Trust is based upon openness and being transparent about who you are and what you are doing. Try as much as you can to make sure your organising efforts are as transparent as possible. Think about and communicate who is making decisions. Stop to reflect how decisions are being made. Consider ways for everyone to contribute into the decision-making process. Then think about making this information available for everyone to see. Tell people how you are organised and put any notes from meetings online for all to see. You may find this actually saves you time in the long run as you don’t need to then waste time explaining and justifying past decisions.

8. How do we cope with feeling isolated when we aren’t together?

We are so used to organising our efforts through face to face meetings, but this needs to change to prevent spreading the virus. Experiment with the use of online communication with those in your neighbourhood who may need support. Now is the time to help them and all your supporters connect through free tools such as WhatsApp or Facebook Messenger. You may already be confident of using such tools. But don’t assume everyone else can and help them grasp the basics. Look at things like WhatsApp’s guide to staying connected during the Coronavirus pandemic. But don’t ignore other means like letter drops and telephone trees.

9. Are we acting in an inclusive way?

Sometimes it feels easier just to make the decisions yourself, especially if you or your friends set up your group. It’s a crisis after all. But that can lead to burn-out and frustration. Good leadership is not being a hero, it is about building strong teams and communicating. Within your group try using online tools like Zoom or Slack for communicating with each other in your organising team and Trello for keeping track of what needs to be done and who is doing it. These tools are simple once you get your head round them, many are free and they all mean you don’t need to meet face to face. In coming days we will add more resources about this so come back to this page again soon.

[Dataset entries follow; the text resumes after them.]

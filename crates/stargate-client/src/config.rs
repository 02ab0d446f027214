use serde::{Deserialize, Serialize};

use crate::error::ClientError;

/// Content types the gateway can be spoken to in, with their media types.
pub const CONTENT_TYPES: &[(&str, &str)] = &[("json", "application/json")];

#[derive(Debug, Clone, PartialEq, Serialize, Deserialize)]
#[serde(default)]
pub struct ConnectionConfig {
    pub host: String,
    pub port: u16,
    /// Basic auth user, sent only together with `password`.
    pub user: String,
    pub password: String,
    /// Use https instead of http.
    pub secure: bool,
    pub content_type: String,
    /// Return rows as `family -> { qualifier -> value }` unless a call says
    /// otherwise.
    pub perfect_dict: bool,
    /// Per-attempt timeout. No timeout when unset.
    pub timeout_ms: Option<u64>,
    pub retry: RetryConfig,
}

impl Default for ConnectionConfig {
    fn default() -> Self {
        Self {
            host: "127.0.0.1".into(),
            port: 8000,
            user: String::new(),
            password: String::new(),
            secure: false,
            content_type: "json".into(),
            perfect_dict: true,
            timeout_ms: None,
            retry: RetryConfig::default(),
        }
    }
}

#[derive(Debug, Clone, PartialEq, Serialize, Deserialize)]
#[serde(default)]
pub struct RetryConfig {
    pub max_retries: u32,
    pub base_delay_ms: u64,
    /// Status codes that trigger a backoff and another attempt.
    pub retriable: Vec<u16>,
    /// Hand terminal responses back instead of failing with an error.
    pub fail_silently: bool,
}

impl Default for RetryConfig {
    fn default() -> Self {
        Self {
            max_retries: 3,
            base_delay_ms: 500,
            retriable: vec![502, 503, 504],
            fail_silently: true,
        }
    }
}

impl ConnectionConfig {
    pub fn new(host: impl Into<String>, port: u16) -> Self {
        Self {
            host: host.into(),
            port,
            ..Self::default()
        }
    }

    /// Defaults overlaid with `STARGATE_*` environment variables. Values that
    /// fail to parse are ignored.
    pub fn from_env() -> Self {
        Self::from_vars(|name| std::env::var(name).ok())
    }

    fn from_vars(var: impl Fn(&str) -> Option<String>) -> Self {
        let mut config = Self::default();
        if let Some(host) = var("STARGATE_HOST") {
            config.host = host;
        }
        if let Some(port) = var("STARGATE_PORT").and_then(|s| s.parse().ok()) {
            config.port = port;
        }
        if let Some(user) = var("STARGATE_USER") {
            config.user = user;
        }
        if let Some(password) = var("STARGATE_PASSWORD") {
            config.password = password;
        }
        if let Some(secure) = var("STARGATE_SECURE").and_then(|s| s.parse().ok()) {
            config.secure = secure;
        }
        if let Some(perfect) = var("STARGATE_PERFECT_DICT").and_then(|s| s.parse().ok()) {
            config.perfect_dict = perfect;
        }
        if let Some(retries) = var("STARGATE_MAX_RETRIES").and_then(|s| s.parse().ok()) {
            config.retry.max_retries = retries;
        }
        if let Some(timeout) = var("STARGATE_TIMEOUT_MS").and_then(|s| s.parse().ok()) {
            config.timeout_ms = Some(timeout);
        }
        config
    }

    pub fn validate(&self) -> Result<(), ClientError> {
        self.media_type()?;
        if self.host.is_empty() {
            return Err(ClientError::Configuration("empty host".into()));
        }
        if self.port == 0 {
            return Err(ClientError::Configuration("invalid port 0".into()));
        }
        Ok(())
    }

    pub fn media_type(&self) -> Result<&'static str, ClientError> {
        CONTENT_TYPES
            .iter()
            .find(|(name, _)| *name == self.content_type)
            .map(|(_, media)| *media)
            .ok_or_else(|| {
                ClientError::Configuration(format!(
                    "unsupported content type `{}`",
                    self.content_type
                ))
            })
    }

    pub fn base_url(&self) -> String {
        let scheme = if self.secure { "https" } else { "http" };
        format!("{scheme}://{}:{}/", self.host, self.port)
    }

    pub fn credentials(&self) -> Option<(&str, &str)> {
        if self.user.is_empty() || self.password.is_empty() {
            None
        } else {
            Some((self.user.as_str(), self.password.as_str()))
        }
    }
}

10. Are we unintentionally reinforcing discrimination?

Inevitably those most adversely affected by the Coronavirus may have the least resources to lead community responses in terms of their connections, money or confidence. However, efforts must be made to make sure that the needs of those bearing the brunt are at the centre of our response. This means recognising whose voices are making decisions and also whose are excluded. Consider how and why we need to address this. We need to make sure we are listening and taking advice from everyone and aware of the discrimination that can otherwise result. The following equality and diversity statement may help you to consider how to ensure everyone is included. Maybe adopt something similar for your group?

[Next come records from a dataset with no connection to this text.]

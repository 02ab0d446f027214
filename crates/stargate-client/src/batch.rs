use http::{Method, StatusCode};
use stargate_codec::{BuildOptions, ColumnData, RowSet, WireRow, build_row};
use tracing::debug;

use crate::connection::Connection;
use crate::error::ClientError;
use crate::http::{HttpCall, Payload};
use crate::table::put_path;

#[derive(Debug, Clone, Copy, PartialEq, Eq)]
pub enum BatchMethod {
    /// PUT every queued row.
    Insert,
    /// POST every queued row.
    Update,
}

impl BatchMethod {
    pub fn http_method(self) -> Method {
        match self {
            Self::Insert => Method::PUT,
            Self::Update => Method::POST,
        }
    }
}

/// What a batch sent since it was created or last finalized.
#[derive(Debug, Clone, PartialEq)]
pub struct BatchSummary {
    pub url: Option<String>,
    pub method: Method,
    /// One entry per flush. `None` when the flush got no usable response.
    pub responses: Vec<Option<StatusCode>>,
}

/// Queues row writes for one table and sends them as a single multi-row
/// request.
///
/// The verb is fixed when the batch is created. The target URL is taken from
/// the first queued row and kept until [`Batch::finalize`]. With a `size`,
/// the queue flushes itself once it holds more than `size` rows.
pub struct Batch<'a, C> {
    connection: &'a Connection<C>,
    table: String,
    method: BatchMethod,
    size: Option<usize>,
    queue: Vec<WireRow>,
    url: Option<String>,
    responses: Vec<Option<StatusCode>>,
}

impl<'a, C: HttpCall> Batch<'a, C> {
    pub(crate) fn new(
        connection: &'a Connection<C>,
        table: &str,
        method: BatchMethod,
        size: Option<usize>,
    ) -> Self {
        Self {
            connection,
            table: table.to_string(),
            method,
            size,
            queue: Vec::new(),
            url: None,
            responses: Vec::new(),
        }
    }

    pub fn method(&self) -> BatchMethod {
        self.method
    }

    pub fn pending_count(&self) -> usize {
        self.queue.len()
    }

    pub fn insert(
        &mut self,
        row: &str,
        columns: &ColumnData,
        timestamp: Option<u64>,
    ) -> Result<(), ClientError> {
        self.queue_row(BatchMethod::Insert, row, columns, timestamp)
    }

    pub fn update(
        &mut self,
        row: &str,
        columns: &ColumnData,
        timestamp: Option<u64>,
    ) -> Result<(), ClientError> {
        self.queue_row(BatchMethod::Update, row, columns, timestamp)
    }

    fn queue_row(
        &mut self,
        method: BatchMethod,
        row: &str,
        columns: &ColumnData,
        timestamp: Option<u64>,
    ) -> Result<(), ClientError> {
        if method != self.method {
            return Err(ClientError::MixedBatch {
                batch: self.method.http_method(),
                requested: method.http_method(),
            });
        }

        if self.url.is_none() {
            self.url = Some(put_path(&self.table, row, columns));
        }

        let options = BuildOptions {
            timestamp,
            encode: true,
        };
        self.queue.push(build_row(row, columns, options));

        if let Some(size) = self.size {
            if self.queue.len() > size {
                self.flush()?;
            }
        }
        Ok(())
    }

    /// Send the queued rows as `{"Row": [...]}` and clear the queue. Nothing
    /// is sent while the queue is empty.
    pub fn flush(&mut self) -> Result<(), ClientError> {
        let Some(url) = &self.url else {
            return Ok(());
        };
        if self.queue.is_empty() {
            return Ok(());
        }

        let payload = Payload::from(RowSet::from(self.queue.clone()));
        let method = self.method.http_method();
        debug!(table = %self.table, rows = self.queue.len(), %method, "flushing batch");

        let response = self.connection.send(method, url, &payload)?;
        self.responses.push(response.map(|response| response.status));
        self.queue.clear();
        Ok(())
    }

    /// Report what was sent and reset the URL and response history. Rows
    /// still queued stay queued.
    pub fn finalize(&mut self) -> BatchSummary {
        BatchSummary {
            url: self.url.take(),
            method: self.method.http_method(),
            responses: std::mem::take(&mut self.responses),
        }
    }

    pub fn flush_and_finalize(&mut self) -> Result<BatchSummary, ClientError> {
        self.flush()?;
        Ok(self.finalize())
    }
}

“We aim to create a safe and welcoming atmosphere for everyone. We want to challenge all forms of oppression including those based on race, ethnicity, nationality, creed, gender, sex, class, sexuality, gender reassignment, learning ability, physical impairment, mental illness, HIV status, age, occupation, income, wealth and unrelated criminal conviction. We aim to design our activities, services and decision-making processes specifically to encourage and support participation from people who face disadvantage in society, including women, BME people, disabled people, LGBTQ people, and people on low incomes.”
From Bexley Council for Voluntary Service’s equality and diversity policy template

This last point is we feel vital – only by always organising inclusively, with no-one left out, will our response to Covid-19 be strong.

Who wrote this blog?

This blog was put together by Nick Beddow, Jez Hall and Pete Bryant of Shared Future CIC.

We hope it contributes to the tremendous work of all the Covid-19 Mutual Aid Groups springing up in the UK.